Cuisson et préparation
La cuisson est l’un des facteurs les plus influents. Plus un aliment riche en amidon est cuit longtemps, plus son indice glycémique augmente : l’amidon gélatinisé est digéré plus rapidement.
Des pâtes cuites al dente conservent un indice glycémique nettement plus bas que des pâtes trop cuites. De même, une pomme de terre cuite à l’eau puis refroidie (salade de pommes de terre) présente un indice inférieur à celui d’une pomme de terre au four, en raison de la rétrogradation de l’amidon.
La charge glycémique : quantité et qualité
L’indice glycémique ne tient pas compte de la quantité de glucides réellement consommée. C’est là qu’intervient la charge glycémique (CG), un indicateur complémentaire qui combine la qualité (IG) et la quantité de glucides dans une portion : CG = IG x grammes de glucides de la portion / 100.

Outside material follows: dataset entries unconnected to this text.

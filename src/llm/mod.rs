//! LLM adapters for summarization and structured field extraction.
//!
//! Both adapters sit on a shared OpenAI-compatible chat-completions client and absorb
//! every underlying failure into a safe default (empty summary, empty field record), so
//! the pipeline never branches on their errors.

pub mod extract;
pub mod summarize;

pub use extract::{FieldExtractor, LlmFieldExtractor, ResumeFields};
pub use summarize::{LlmSummarizer, Summarizer};

use crate::config::get_config;
use reqwest::Client;
use serde::Deserialize;
use serde_json::json;
use thiserror::Error;

/// Errors raised by the chat completions client.
#[derive(Debug, Error)]
pub enum ChatError {
    /// HTTP layer failed before receiving a response.
    #[error("Chat request failed: {0}")]
    Http(#[from] reqwest::Error),
    /// Provider responded with an unexpected status code.
    #[error("Unexpected chat response ({status}): {body}")]
    UnexpectedStatus {
        /// HTTP status returned by the provider.
        status: reqwest::StatusCode,
        /// Body payload associated with the failing response.
        body: String,
    },
    /// Provider response carried no usable completion.
    #[error("Malformed chat response: {0}")]
    InvalidResponse(String),
}

/// Minimal OpenAI-compatible chat completions client.
pub struct ChatClient {
    http: Client,
    base_url: String,
    api_key: Option<String>,
    model: String,
}

#[derive(Deserialize)]
struct ChatResponse {
    choices: Vec<ChatChoice>,
}

#[derive(Deserialize)]
struct ChatChoice {
    message: ChatMessage,
}

#[derive(Deserialize)]
struct ChatMessage {
    content: Option<String>,
}

impl ChatClient {
    /// Construct a client for the given chat completions endpoint.
    pub fn new(
        base_url: impl Into<String>,
        api_key: Option<String>,
        model: impl Into<String>,
    ) -> Result<Self, ChatError> {
        let http = Client::builder().user_agent("applicantbuddy/0.1").build()?;
        Ok(Self {
            http,
            base_url: base_url.into(),
            api_key,
            model: model.into(),
        })
    }

    /// Construct a client using configuration derived from the environment.
    pub fn from_config() -> Result<Self, ChatError> {
        let config = get_config();
        Self::new(
            config.llm_url.clone(),
            config.llm_api_key.clone(),
            config.llm_model.clone(),
        )
    }

    fn endpoint(&self) -> String {
        format!(
            "{}/chat/completions",
            self.base_url.trim_end_matches('/')
        )
    }

    /// Run one completion and return the assistant message content.
    ///
    /// `json_mode` asks the provider to emit a JSON object, used by the field extractor.
    pub async fn complete(
        &self,
        system_prompt: &str,
        user_content: &str,
        json_mode: bool,
    ) -> Result<String, ChatError> {
        let mut body = json!({
            "model": self.model,
            "messages": [
                { "role": "system", "content": system_prompt },
                { "role": "user", "content": user_content },
            ],
        });
        if json_mode && let Some(map) = body.as_object_mut() {
            map.insert("response_format".into(), json!({ "type": "json_object" }));
        }

        let mut request = self.http.post(self.endpoint()).json(&body);
        if let Some(key) = &self.api_key
            && !key.is_empty()
        {
            request = request.bearer_auth(key);
        }

        let response = request.send().await?;
        if !response.status().is_success() {
            let status = response.status();
            let body = response.text().await.unwrap_or_default();
            return Err(ChatError::UnexpectedStatus { status, body });
        }

        let parsed: ChatResponse = response.json().await?;
        let content = parsed
            .choices
            .into_iter()
            .next()
            .and_then(|choice| choice.message.content)
            .ok_or_else(|| ChatError::InvalidResponse("no completion choices".to_string()))?;
        Ok(content)
    }
}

Deux aliments peuvent avoir le même indice glycémique mais, selon la portion et la densité en glucides, entraîner une charge glycémique très différente et donc des effets métaboliques distincts.
Par exemple, la pastèque a un IG élevé (environ 72), mais sa charge glycémique pour une portion courante reste faible car elle contient peu de glucides par rapport à son poids.
Plusieurs organisations de santé considèrent la charge glycémique comme un indicateur plus pertinent que l’indice seul pour mesurer l’influence effective sur la glycémie et les impacts induits.
Rôle des fibres, lipides et protéines
Les fibres ralentissent le passage du sucre dans le sang en formant un gel dans le tube digestif. Un aliment complet, consommé avec sa fibre naturelle, présente un indice glycémique inférieur à sa version raffinée.
Les lipides et les protéines ajoutés au repas produisent un effet de modération comparable. En pratique, une portion de riz complet accompagnée de légumes, d’huile d’olive et d’une source de protéine aura un impact sur la glycémie très différent de celui du même riz consommé seul.
C’est la raison pour laquelle les valeurs d’IG, obtenues en laboratoire pour des aliments consommés isolément et à jeun, ne reflètent qu’imparfaitement la réalité d’un repas mixte.

Comment vérifier l’indice glycémique réel de vos compléments alimentaires ?
Lire une étiquette pour identifier l’impact glycémique
La lecture de l’étiquette nutritionnelle permet de repérer rapidement la quantité de glucides totaux et la part de sucres ajoutés.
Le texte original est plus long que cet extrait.